While the data provides a compelling suggestion about how anal sex could help close the orgasm gap, Dr. Vrangalova says that a broader look at the study's findings offers a better roadmap.
"There is certainly physical pleasure that comes with anal play that contributes to women's likelihood of orgasming during those encounters, but I don't think that this means that anal sex in and of itself is the holy grail of orgasms for women," explains Dr. Vrangalova. Instead, she argues that sexual experiences including anal likely tend to last longer, have greater variety, and are imbued with open, intimate communication.

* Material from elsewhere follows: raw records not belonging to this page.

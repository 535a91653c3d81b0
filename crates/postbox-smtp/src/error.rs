//! Error types for SMTP operations.

use std::io;

/// Result type alias for SMTP operations.
pub type Result<T> = std::result::Result<T, Error>;

/// SMTP error types.
#[derive(Debug, thiserror::Error)]
pub enum Error {
    /// I/O error.
    #[error("I/O error: {0}")]
    Io(#[from] io::Error),

    /// TLS error.
    #[error("TLS error: {0}")]
    Tls(#[from] rustls::Error),

    /// Host name not usable for TLS.
    #[error("Invalid DNS name: {0}")]
    InvalidDnsName(String),

    /// Server returned an error reply.
    #[error("SMTP error {code}: {message}")]
    Smtp {
        /// Reply code (e.g., 550).
        code: u16,
        /// Error message from server.
        message: String,
    },

    /// Protocol error (unexpected response).
    #[error("Protocol error: {0}")]
    Protocol(String),

    /// Invalid email address.
    #[error("Invalid email address: {0}")]
    InvalidAddress(String),

    /// Server does not offer the requested authentication mechanism.
    #[error("Server does not support AUTH {0}")]
    AuthNotSupported(&'static str),
}

impl Error {
    /// Creates an SMTP error from a reply code and message.
    #[must_use]
    pub fn smtp(code: u16, message: impl Into<String>) -> Self {
        Self::Smtp {
            code,
            message: message.into(),
        }
    }

    /// Returns true if this is a permanent error (5xx).
    #[must_use]
    pub const fn is_permanent(&self) -> bool {
        matches!(self, Self::Smtp { code, .. } if *code >= 500 && *code < 600)
    }

    /// Returns true if this is a transient error (4xx).
    #[must_use]
    pub const fn is_transient(&self) -> bool {
        matches!(self, Self::Smtp { code, .. } if *code >= 400 && *code < 500)
    }
}

#[cfg(test)]
#[allow(clippy::unwrap_used)]
mod tests {
    use super::*;

    #[test]
    fn test_classification() {
        assert!(Error::smtp(550, "no such user").is_permanent());
        assert!(Error::smtp(451, "try later").is_transient());
        assert!(!Error::Protocol("x".into()).is_permanent());
        assert_eq!(
            Error::smtp(535, "bad credentials").to_string(),
            "SMTP error 535: bad credentials"
        );
    }
}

"Yes, I think anal play can play an important role in closing the orgasm gap, but only if done right," she says. That means consent, compassion, and a whole lot of questions like, "How does that feel? Is that okay?" If you're curious, don't shy away. Try opening the front doors, back doors, side doors, and well—all the other doors—of pleasure.

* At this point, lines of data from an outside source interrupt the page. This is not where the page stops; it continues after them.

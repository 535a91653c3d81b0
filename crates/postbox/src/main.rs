//! `postbox` - HTTP API over a mailbox.
//!
//! Lists folders, searches messages, downloads attachments and sends mail
//! through the `postbox-core` session engine.

#![warn(clippy::all)]
#![warn(clippy::pedantic)]
#![forbid(unsafe_code)]

mod response;
mod routes;

use anyhow::Context;
use axum::http::HeaderValue;
use postbox_core::{Config, MailService};
use tracing_subscriber::EnvFilter;

#[tokio::main]
async fn main() -> anyhow::Result<()> {
    let dotenv = dotenvy::dotenv();

    tracing_subscriber::fmt()
        .with_env_filter(
            EnvFilter::try_from_default_env()
                .unwrap_or_else(|_| EnvFilter::new("info,postbox=debug")),
        )
        .init();

    if let Err(e) = dotenv {
        tracing::debug!(error = %e, "no .env loaded");
    }

    let config = Config::from_env().context("invalid configuration")?;
    let origin = HeaderValue::from_str(&config.cors_origin)
        .with_context(|| format!("invalid CORS_ORIGIN '{}'", config.cors_origin))?;
    tracing::info!(
        imap = %config.imap.host,
        smtp = %config.smtp.host,
        staging = %config.staging_dir.display(),
        "starting postbox"
    );

    let app = routes::router(MailService::from_config(&config), origin);

    let listener = tokio::net::TcpListener::bind(config.bind_addr)
        .await
        .with_context(|| format!("failed to bind {}", config.bind_addr))?;
    tracing::info!("listening on http://{}", config.bind_addr);
    axum::serve(listener, app)
        .with_graceful_shutdown(shutdown_signal())
        .await?;

    tracing::info!("shut down");
    Ok(())
}

async fn shutdown_signal() {
    use tokio::signal;

    let ctrl_c = async {
        signal::ctrl_c().await.ok();
    };
    #[cfg(unix)]
    let term = async {
        if let Ok(mut s) = signal::unix::signal(signal::unix::SignalKind::terminate()) {
            s.recv().await;
        }
    };
    #[cfg(not(unix))]
    let term = std::future::pending::<()>();

    tokio::select! {
        () = ctrl_c => {},
        () = term => {},
    }
}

"[Anal] is also an activity that anyone can engage in (regardless of gender or sexual orientation) because we all have butts with nerve endings that feel good when stimulated," says Dr. Vrangalova. "Yet it is something that a lot of people shy away from because of various fears and insecurities—pain, mess, morality, implications for their sexual orientation—all of which are either unfounded or can be mitigated by doing anal the 'right way.'”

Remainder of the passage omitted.